© 2023 by NOMAD ON THE ROAD. Proudly created with Wix.com

How I Mastered My New Year's Resolution... And How You Can, Too

December 3, 2015

 

It wasn’t until a couple of years ago that I became a New Year’s Resolutioner. The Sandy Hook tragedy in 2012 had a big impact on me—the victims, their families, the offender, his family, the reasoning, all of it—it broke my heart. I was reeling with what I could do, how I could help, what in the world needs to change, and how to be a catalyst for change. This is what spurred my first New Year's Resolution. I pored over the numerous variables which factored into this particular tragedy. I considered my possible impact—if any at all—over the course of several days during my best moments for thought (shoveling snow from the driveway, collecting firewood, showering, and the interim between sleep and wake).
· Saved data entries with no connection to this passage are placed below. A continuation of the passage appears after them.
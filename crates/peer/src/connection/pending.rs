//! Per-connection correlation table: request id -> waiting caller.

use std::collections::HashMap;
use std::sync::{Mutex, MutexGuard, PoisonError};

use network_shared::Packet;
use tokio::sync::oneshot;

/// Each entry is removed exactly once: by the matching response, by the
/// caller's timeout or when the connection closes.
#[derive(Debug, Default)]
pub(crate) struct PendingRequests {
    waiters: Mutex<HashMap<u64, oneshot::Sender<Packet>>>,
}

impl PendingRequests {
    fn lock(&self) -> MutexGuard<'_, HashMap<u64, oneshot::Sender<Packet>>> {
        self.waiters.lock().unwrap_or_else(PoisonError::into_inner)
    }

    /// Returns `false` (and registers nothing) when the caller already gave up.
    pub(crate) fn insert(&self, id: u64, waiter: oneshot::Sender<Packet>) -> bool {
        let mut waiters = self.lock();
        if waiter.is_closed() {
            return false;
        }
        waiters.insert(id, waiter);
        true
    }

    /// Hands `packet` to the caller waiting on `id`. Returns the packet back if
    /// nobody is waiting (late or unsolicited response).
    pub(crate) fn resolve(&self, id: u64, packet: Packet) -> Result<(), Packet> {
        match self.lock().remove(&id) {
            Some(waiter) => {
                // A dropped receiver means the caller gave up; nothing to do.
                let _ = waiter.send(packet);
                Ok(())
            }
            None => Err(packet),
        }
    }

    pub(crate) fn remove(&self, id: u64) -> bool {
        self.lock().remove(&id).is_some()
    }

    /// Removes entries whose caller dropped its receiver. Returns how many.
    pub(crate) fn prune_abandoned(&self) -> usize {
        let mut waiters = self.lock();
        let before = waiters.len();
        waiters.retain(|_, waiter| !waiter.is_closed());
        before - waiters.len()
    }

    /// Drops every waiter; their callers observe a closed channel.
    pub(crate) fn clear(&self) {
        self.lock().clear();
    }

    pub(crate) fn len(&self) -> usize {
        self.lock().len()
    }
}
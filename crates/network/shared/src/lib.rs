//! Shared networking types.
//!
//! This crate hosts the protocol primitives both ends of a connection agree on:
//! - protocol: the closed packet catalog
//! - envelope: ID / responding-to wrapper around every packet
//! - payload: dynamically typed unit arguments and results
//! - messaging: length-prefixed envelope codec
//! - ids / serialization: ID generation and the bincode serializer
//!
//! Keep this crate lean: no TLS, no peer logic.

pub mod envelope;
pub mod ids;
pub mod messaging;
pub mod payload;
pub mod protocol;
pub mod serialization;

pub use envelope::Envelope;
pub use payload::{Payload, PayloadError};
pub use protocol::{ActionMode, Packet, UnitKind};

/// Convenience prelude for downstream crates.
pub mod prelude {
    pub use crate::envelope::Envelope;
    pub use crate::messaging::{CodecError, EnvelopeReader, EnvelopeWriter};
    pub use crate::payload::Payload;
    pub use crate::protocol::{
        ActionMode, ActionResponse, Authenticate, AuthenticateInvalid, AuthenticateResponse,
        Failure, ListUnits, ListUnitsResponse, Notify, Packet, PerformAction, Subscribe, UnitKind,
    };
}
//! Named callable units and the local registry that owns them.

use std::future::Future;
use std::sync::{Arc, PoisonError, RwLock};

use async_trait::async_trait;
use network_shared::{Payload, UnitKind};

use crate::error::PeerError;

/// Something a peer can invoke by name.
///
/// Actions return a result; receivers are invoked one-way and their result is
/// discarded.
#[async_trait]
pub trait Unit: Send + Sync + 'static {
    async fn execute(&self, arg: Payload) -> anyhow::Result<Payload>;
}

struct UnitFn<F>(F);

#[async_trait]
impl<F, Fut> Unit for UnitFn<F>
where
    F: Fn(Payload) -> Fut + Send + Sync + 'static,
    Fut: Future<Output = anyhow::Result<Payload>> + Send + 'static,
{
    async fn execute(&self, arg: Payload) -> anyhow::Result<Payload> {
        (self.0)(arg).await
    }
}

/// Wraps an async closure as an action.
pub fn unit_fn<F, Fut>(f: F) -> Arc<dyn Unit>
where
    F: Fn(Payload) -> Fut + Send + Sync + 'static,
    Fut: Future<Output = anyhow::Result<Payload>> + Send + 'static,
{
    Arc::new(UnitFn(f))
}

/// Wraps an async closure with no result as a receiver.
pub fn receiver_fn<F, Fut>(f: F) -> Arc<dyn Unit>
where
    F: Fn(Payload) -> Fut + Send + Sync + 'static,
    Fut: Future<Output = anyhow::Result<()>> + Send + 'static,
{
    Arc::new(UnitFn(move |arg| {
        let fut = f(arg);
        async move {
            fut.await?;
            Ok::<_, anyhow::Error>(Payload::null())
        }
    }))
}

struct Registered {
    kind: UnitKind,
    name: String,
    unit: Arc<dyn Unit>,
}

/// Append-only unit table. Names are unique per kind; listing keeps
/// registration order.
#[derive(Default)]
pub struct UnitRegistry {
    units: RwLock<Vec<Registered>>,
}

impl UnitRegistry {
    pub fn new() -> Self {
        Self::default()
    }

    pub fn register(
        &self,
        kind: UnitKind,
        name: &str,
        unit: Arc<dyn Unit>,
    ) -> Result<(), PeerError> {
        if name.trim().is_empty() {
            return Err(PeerError::EmptyUnitName);
        }
        let mut units = self.units.write().unwrap_or_else(PoisonError::into_inner);
        if units.iter().any(|u| u.kind == kind && u.name == name) {
            return Err(PeerError::DuplicateUnit {
                kind,
                name: name.to_string(),
            });
        }
        units.push(Registered {
            kind,
            name: name.to_string(),
            unit,
        });
        Ok(())
    }

    pub fn get(&self, kind: UnitKind, name: &str) -> Option<Arc<dyn Unit>> {
        self.units
            .read()
            .unwrap_or_else(PoisonError::into_inner)
            .iter()
            .find(|u| u.kind == kind && u.name == name)
            .map(|u| Arc::clone(&u.unit))
    }

    pub fn contains(&self, kind: UnitKind, name: &str) -> bool {
        self.get(kind, name).is_some()
    }

    pub fn names(&self, kind: UnitKind) -> Vec<String> {
        self.units
            .read()
            .unwrap_or_else(PoisonError::into_inner)
            .iter()
            .filter(|u| u.kind == kind)
            .map(|u| u.name.clone())
            .collect()
    }
}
Ultimately, I reached the distilled concept that led to my quest for resolution:

 

Darkness can only be overcome with light. How do I fill myself with light?

 

I concluded that the best thing for me was to act on every good urge/inkling/prompting the first time I receive the notion (never questioning it and not waiting till the second, third, or fourth time). In essence, by seeking to fill myself with light, I was seeking to hone the communication within me (intuition) and beyond me (God). It was a necessary stepping stone in my personal journey and a year filled with fantastic experiences. I’ll get more into that another time.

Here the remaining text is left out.